NO HAY QUE BUSCAR UNA CAUSA EFICIENTE DE LA MALA VOLUNTAD

Que nadie se empeñe en buscar una causa eficiente de la mala voluntad. No es eficiente la causa, sino
deficiente, puesto que la mala voluntad no es una eficiencia, sino una deficiencia. Así es: apartarse de
lo que es en grado supremo para volverse a lo que es en menor grado; he ahí el comienzo de la mala
voluntad. Querer encontrar las causas de estas defecciones, dado que no son eficientes, sino deficientes;
es como si alguien quisiera ver las tinieblas u oír el silencio.
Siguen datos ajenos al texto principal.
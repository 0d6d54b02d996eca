/// Daily aggregation of completions
///
/// This module turns a flat list of (habit, day) completions into per-day
/// distinct-habit counts and derives gold-star days, all-time averages, and
/// trailing-window completion rates from that aggregate.

use std::collections::{BTreeMap, HashSet};

use chrono::{Duration, NaiveDate};

use crate::domain::CompletionRecord;

/// Count distinct habits completed per calendar day
///
/// Duplicate (habit, date) pairs collapse to one, so upstream duplication
/// can never inflate a day's count. Days with no completions are absent
/// from the map.
pub fn aggregate_by_day(records: &[CompletionRecord]) -> BTreeMap<NaiveDate, u32> {
    let mut habits_per_day: BTreeMap<NaiveDate, HashSet<&crate::domain::HabitId>> = BTreeMap::new();

    for record in records {
        habits_per_day
            .entry(record.date)
            .or_default()
            .insert(&record.habit_id);
    }

    habits_per_day
        .into_iter()
        .map(|(day, habits)| (day, habits.len() as u32))
        .collect()
}

/// Count days where every habit was completed
///
/// A day earns a gold star when its distinct-habit count meets the
/// threshold, which defaults to the user's current active habit count.
/// Historical days are judged against today's count, not the count that
/// existed back then. With no active habits there is nothing to earn a
/// star for, so the answer is zero rather than every day.
pub fn gold_star_day_count(aggregate: &BTreeMap<NaiveDate, u32>, threshold: u32) -> u32 {
    if threshold == 0 {
        return 0;
    }

    aggregate.values().filter(|&&count| count >= threshold).count() as u32
}

/// Average completions per day with at least one completion
///
/// Days with zero completions are excluded from the denominator, not
/// treated as zero-count samples.
pub fn average_per_active_day(aggregate: &BTreeMap<NaiveDate, u32>) -> f64 {
    if aggregate.is_empty() {
        return 0.0;
    }

    let total: u32 = aggregate.values().sum();
    total as f64 / aggregate.len() as f64
}

/// Completion rate over a trailing window, as a rounded 0-100 percentage
///
/// Restricts the aggregate to the last `window_days` days inclusive of
/// `as_of`, takes each active day's `count / habit_count` ratio (capped at
/// 1.0, since archived habits can leave historical counts above today's
/// denominator), and averages the ratios. Days inside the window with no
/// activity are excluded from the average, consistent with the all-time
/// policy.
pub fn trailing_window_rate(
    aggregate: &BTreeMap<NaiveDate, u32>,
    window_days: u32,
    habit_count: u32,
    as_of: NaiveDate,
) -> u8 {
    if window_days == 0 || habit_count == 0 {
        return 0;
    }

    let window_start = as_of - Duration::days(window_days as i64 - 1);

    let mut ratio_sum = 0.0;
    let mut active_days = 0u32;
    for (_, &count) in aggregate.range(window_start..=as_of) {
        ratio_sum += (count as f64 / habit_count as f64).min(1.0);
        active_days += 1;
    }

    if active_days == 0 {
        return 0;
    }

    (ratio_sum / active_days as f64 * 100.0).round() as u8
}
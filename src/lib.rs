/// Public library interface for the habit stats engine
///
/// This crate turns a raw log of daily habit completions into streaks,
/// gold-star days, and completion-rate statistics. The computation core is
/// pure; the only boundaries with errors are date parsing, the completion
/// ledger, and file loading.

use std::path::Path;

use thiserror::Error;

// Internal modules
mod domain;
mod ledger;
mod stats;

// Re-export public modules and types
pub use domain::calendar;
pub use domain::{CompletionRecord, DomainError, Habit, HabitId, UserId};
pub use ledger::{CompletionLedger, InMemoryLedger, LedgerError};
pub use stats::{
    aggregate_by_day, average_per_active_day, compute_user_stats, compute_user_stats_as_of,
    gold_star_day_count, habit_streaks, habit_streaks_as_of, streaks, streaks_as_of,
    trailing_window_rate, user_stats, StreakResult, UserStats,
};

/// Errors that can occur at the crate boundary
#[derive(Error, Debug)]
pub enum StatsError {
    #[error("Domain validation error: {0}")]
    Domain(#[from] DomainError),

    #[error("Ledger error: {0}")]
    Ledger(#[from] LedgerError),

    #[error("IO error: {0}")]
    Io(#[from] std::io::Error),

    #[error("JSON serialization error: {0}")]
    Json(#[from] serde_json::Error),
}

/// Load completion records from a JSON export file
///
/// The file holds a JSON array of `{habit_id, user_id, date}` objects with
/// `YYYY-MM-DD` dates. Malformed dates or structure fail here rather than
/// producing misleading numbers downstream.
pub fn load_records(path: &Path) -> Result<Vec<CompletionRecord>, StatsError> {
    let contents = std::fs::read_to_string(path)?;
    let records: Vec<CompletionRecord> = serde_json::from_str(&contents)?;

    tracing::info!("Loaded {} completion records from {}", records.len(), path.display());
    Ok(records)
}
Ambas cosas nos son conocidas por los ojos
unas y por los oídos el otro, pero no precisamente porque las lleguemos a sentir, sino por la privación
de sensación.

Que nadie busque saber de mí lo que yo sé que no sé, excepto, tal vez, el aprender a ignorar lo que es
preciso saber que no se puede saber. Cierto, lo que se conoce no por su percepción, sino por su
privación, de alguna manera se conoce ignorándolo -si es que así podemos hablar y entender- y se lo
ignora conociéndolo. Así, cuando la vista del ojo corporal se proyecta hacia las formas materiales, en
ninguna parte ve las tinieblas, a no ser cuando comienza a no ver. Lo mismo ocurre cuando se trata del
silencio: sólo le corresponde al oído el percibirlo, pero con la particularidad de que lo percibe sólo cuando
no oye nada. Igual sucede en lo que se refiere a las formas inteligibles: nuestra mente las percibe
entendiéndolas. Pero cuando faltan, se da cuenta, ignorándolas. Por eso, ¿quién conoce los pecados?